Monday, October 29, 2007

Money for nothing? DNA, 30th Ocotber 2007

The Sixth Pay Commission will raise government salaries. What about cutting the flab?
The Prime Minister was critical of the pay packages of corporate honchos some time ago and a debate on the subject was ignited. Now there is news that the Sixth Pay Commission has something to say about pay structures in the government sector, with the thrust being unidirectional. Quite naturally there is umbrage, given the mindset about the functioning of the public sector.
The main objective of a Pay Commission, broadly defined, is to revise the pay structure of government employees with every decade; and the justification, among other factors, is to establish some kind of parity with the private sector. The impact of the past Pay Commissions has been manifold — they have reduced the incentive for the better candidates interested in joining the bureaucracy, made lower level government staff far better paid than their private sector counterparts, with no accountability, and put the central and state government finances in jeopardy.
The Fifth Pay Commission, which was implemented in 1997, recommended an increase in the total benefits for central government employees, which automatically translates into higher packages for state-level employees. When salaries go up across the board, the first victim is the fiscal deficit, as expenditure goes up with no corresponding increase in revenue.
In the private sector, pay hikes are related to profit and performance, but when it comes to the government — since there are no profits and the performance system is cloudy — there is no way to quantify the net gain.
To reduce this burden, the Fifth Commission had sought to reduce the total size of the bureaucracy by 30 per cent over a ten-year period and to abolish all unfilled positions, numbering about 350,000, in 1996.Downsizing, computerisation and transfers were spoken of. However, as expected, while the pay increases were instantaneous, the job cuts did not materialise. The Commission recommended contractual assignments; this was implemented only for retired personnel, while regular employees continued to retain their tenures.
The Fifth Pay Commission involved an additional outlay of Rs53,000 crore to the government and was termed by the World Bank as the ‘largest single economic shock’ for India.
In fact, in 2000, 13 states did not have the money to disburse the salaries of their employees!
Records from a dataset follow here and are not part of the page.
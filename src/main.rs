//! # Etiqueta CLI
//!
//! Command-line interface for label rendering and export.
//!
//! ## Usage
//!
//! ```bash
//! # Preview a template as SVG with bleed/safe guides
//! etiqueta render label.json --bleed --safe -o preview.svg
//!
//! # Export production artwork (real QR/barcode geometry)
//! etiqueta export label.json --format pdf -o label.pdf
//!
//! # Substitute variables at export time
//! etiqueta export label.json --var productName="Sleep Well Plus" --var lot=A42
//!
//! # Check HK labeling compliance
//! etiqueta check label.json
//!
//! # Start the HTTP API
//! etiqueta serve --listen 0.0.0.0:8080
//! ```

use clap::{Parser, Subcommand, ValueEnum};
use std::collections::HashMap;
use std::fs;
use std::path::PathBuf;

use etiqueta::EtiquetaError;
use etiqueta::compliance::{ComplianceStatus, validate_hk};
use etiqueta::export::{ExportFormat, ExportOptions, export_pdf, export_svg};
use etiqueta::label::LabelTemplate;
use etiqueta::render::{RenderOptions, render_svg};
use etiqueta::server::{ServerConfig, serve};

/// Etiqueta - label rendering and export utility
#[derive(Parser, Debug)]
#[command(name = "etiqueta")]
#[command(author, version, about, long_about = None)]
struct Cli {
    #[command(subcommand)]
    command: Commands,
}

#[derive(Clone, Copy, Debug, ValueEnum)]
enum FormatArg {
    Svg,
    Pdf,
}

#[derive(Subcommand, Debug)]
enum Commands {
    /// Render a design preview SVG (guides optional)
    Render {
        /// Template JSON file
        template: PathBuf,

        /// Output file (defaults to stdout)
        #[arg(short, long, value_name = "FILE")]
        output: Option<PathBuf>,

        /// Include the bleed area and its guide
        #[arg(long)]
        bleed: bool,

        /// Draw the safe-zone guide
        #[arg(long)]
        safe: bool,

        /// Render resolution
        #[arg(long, default_value = "96")]
        dpi: f64,
    },

    /// Export production artwork (SVG or PDF)
    Export {
        /// Template JSON file
        template: PathBuf,

        /// Output file (defaults to stdout for SVG; required for PDF)
        #[arg(short, long, value_name = "FILE")]
        output: Option<PathBuf>,

        /// Output format
        #[arg(long, value_enum, default_value = "svg")]
        format: FormatArg,

        /// Variable substitution, repeatable: --var key=value
        #[arg(long = "var", value_name = "KEY=VALUE")]
        vars: Vec<String>,

        /// Render resolution
        #[arg(long, default_value = "96")]
        dpi: f64,
    },

    /// Check a template against the HK labeling checklist
    Check {
        /// Template JSON file
        template: PathBuf,
    },

    /// Start the HTTP API server
    Serve {
        /// Listen address
        #[arg(long, default_value = "0.0.0.0:8080")]
        listen: String,
    },
}

fn main() {
    tracing_subscriber::fmt()
        .with_env_filter(tracing_subscriber::EnvFilter::from_default_env())
        .init();

    if let Err(e) = run() {
        eprintln!("Error: {}", e);
        std::process::exit(1);
    }
}

fn run() -> Result<(), EtiquetaError> {
    let cli = Cli::parse();

    match cli.command {
        Commands::Render {
            template,
            output,
            bleed,
            safe,
            dpi,
        } => {
            let template = load_template(&template)?;
            let svg = render_svg(
                &template,
                &RenderOptions {
                    show_bleed: bleed,
                    show_safe: safe,
                    dpi,
                },
            );
            write_output(output.as_deref(), svg.as_bytes())?;
        }

        Commands::Export {
            template,
            output,
            format,
            vars,
            dpi,
        } => {
            let template = load_template(&template)?;
            let variables = parse_vars(&vars)?;
            let options = ExportOptions {
                format: match format {
                    FormatArg::Svg => ExportFormat::Svg,
                    FormatArg::Pdf => ExportFormat::Pdf,
                },
                variables,
                dpi,
            };

            match options.format {
                ExportFormat::Svg => {
                    let svg = export_svg(&template, &options);
                    write_output(output.as_deref(), svg.as_bytes())?;
                }
                ExportFormat::Pdf => {
                    let pdf = export_pdf(&template, &options)?;
                    let path = output.ok_or_else(|| {
                        EtiquetaError::Template("PDF export requires -o <FILE>".to_string())
                    })?;
                    fs::write(&path, pdf)?;
                    println!("Wrote {}", path.display());
                }
            }
        }

        Commands::Check { template } => {
            let template = load_template(&template)?;
            let report = validate_hk(&template);

            for check in &report.checklist {
                let mark = match check.status {
                    ComplianceStatus::Pass => "PASS",
                    ComplianceStatus::Warning => "WARN",
                    ComplianceStatus::Fail => "FAIL",
                };
                match &check.message {
                    Some(msg) => println!("[{}] {} - {}", mark, check.item, msg),
                    None => println!("[{}] {}", mark, check.item),
                }
            }
            println!();
            println!(
                "Score: {}/100 ({})",
                report.score,
                if report.passed { "passed" } else { "failed" }
            );
        }

        Commands::Serve { listen } => {
            let config = ServerConfig {
                listen_addr: listen,
            };
            let runtime = tokio::runtime::Runtime::new()?;
            runtime.block_on(serve(config))?;
        }
    }

    Ok(())
}

/// Read and parse a template file.
fn load_template(path: &std::path::Path) -> Result<LabelTemplate, EtiquetaError> {
    let json = fs::read_to_string(path)?;
    LabelTemplate::from_json(&json)
}

/// Parse repeated `--var key=value` arguments into a map.
fn parse_vars(vars: &[String]) -> Result<Option<HashMap<String, String>>, EtiquetaError> {
    if vars.is_empty() {
        return Ok(None);
    }
    let mut map = HashMap::new();
    for pair in vars {
        let (key, value) = pair.split_once('=').ok_or_else(|| {
            EtiquetaError::Template(format!("invalid --var '{}', expected key=value", pair))
        })?;
        map.insert(key.to_string(), value.to_string());
    }
    Ok(Some(map))
}

/// Write to a file, or stdout when no path is given.
fn write_output(path: Option<&std::path::Path>, bytes: &[u8]) -> Result<(), EtiquetaError> {
    use std::io::Write;

    match path {
        Some(path) => {
            fs::write(path, bytes)?;
            println!("Wrote {}", path.display());
        }
        None => {
            std::io::stdout().write_all(bytes)?;
        }
    }
    Ok(())
}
The Sixth Pay Commission will cover around 4.5 million central government employees involving an expected additional outlay of Rs20,000 crore for the government.
But should there be an enforceable obligations charter for such recommendations? The central government per se does not make profits and so it remains a debit item.
But enhancing efficiency can reduce the overall cost structure that should be linked to these pay hikes.
In the private sector there is a pay-performance payoff, which needs to be put in place in government functioning, too.
The issue that arises is how obligations can be met, along with pay increases in government jobs.
Instead of getting into the micro numbers for various components of the salary, the Commission should have been more innovative in devising the obligation scales.
Ideally, the higher salary hike allocation for every department should have been linked with the number of staff to be laid off or redeployed.
In addition, the performance-linked pay should have been defined at each and every level for various departments.
Also, a definite plan for dealing with non-officials is essential, since the ratio of officers to clerks/peons/hamals could go up to 1:5.
It is agreed today that at the higher level, officials are paid less for the work they do, while at the lower level, where the flab lies, it is the other way around.
Instead of making these amendments, there are fears that the Sixth Commission will very likely do what the Fifth Commission did, later pleading helplessness at being able to implement only part of the package.
To conclude, it is worth recalling John Maynard Keynes, who at the time of the Great Depression had espoused higher government expenditure even on worthless jobs like digging up holes to fill them up to raise demand in the country by offering money to spend.
Pay Commissions’ largesse has often turned out to mimic such policies, where people are paid more for moving files or tea cups. Ironically, a larger government administration also gets reflected in the GDP of the country under the service sector and provides valuable purchasing power to people.
How does this sound as the ultimate clinching argument?